● **TASK DESCRIPTION**: Write each entry out once more, please, precisely as shown.

● **DATA**:
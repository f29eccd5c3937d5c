//! Render-target image views.

use ash::vk;
use ash::vk::Handle;

/// An image view that can be bound as a render target.
///
/// Views are created and owned elsewhere (the swapchain or the resource
/// registry's producer). The frame core only needs the handle for
/// framebuffers and hashing, and the format for render pass attachments.
#[derive(Clone, Copy, Debug, PartialEq, Eq, Hash)]
pub struct ImageView {
    view: vk::ImageView,
    image: vk::Image,
    format: vk::Format,
}

impl ImageView {
    pub fn new(view: vk::ImageView, image: vk::Image, format: vk::Format) -> Self {
        Self {
            view,
            image,
            format,
        }
    }

    #[inline]
    pub fn handle(&self) -> vk::ImageView {
        self.view
    }

    #[inline]
    pub fn image(&self) -> vk::Image {
        self.image
    }

    #[inline]
    pub fn format(&self) -> vk::Format {
        self.format
    }

    /// Value used when hashing render-target bindings.
    #[inline]
    pub fn identity(&self) -> u64 {
        self.view.as_raw()
    }
}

● **THE ANSWER**:
repository f29eccd5c3937d5c
//! Render-target image views.

use ash::vk;
use ash::vk::Handle;

/// An image view that can be bound as a render target.
///
/// Views are created and owned elsewhere (the swapchain or the resource
/// registry's producer). The frame core only needs the handle for
/// framebuffers and hashing, and the format for render pass attachments.
#[derive(Clone, Copy, Debug, PartialEq, Eq, Hash)]
pub struct ImageView {
    view: vk::ImageView,
    image: vk::Image,
    format: vk::Format,
}

impl ImageView {
    pub fn new(view: vk::ImageView, image: vk::Image, format: vk::Format) -> Self {
        Self {
            view,
            image,
            format,
        }
    }

    #[inline]
    pub fn handle(&self) -> vk::ImageView {
        self.view
    }

    #[inline]
    pub fn image(&self) -> vk::Image {
        self.image
    }

    #[inline]
    pub fn format(&self) -> vk::Format {
        self.format
    }

    /// Value used when hashing render-target bindings.
    #[inline]
    pub fn identity(&self) -> u64 {
        self.view.as_raw()
    }
}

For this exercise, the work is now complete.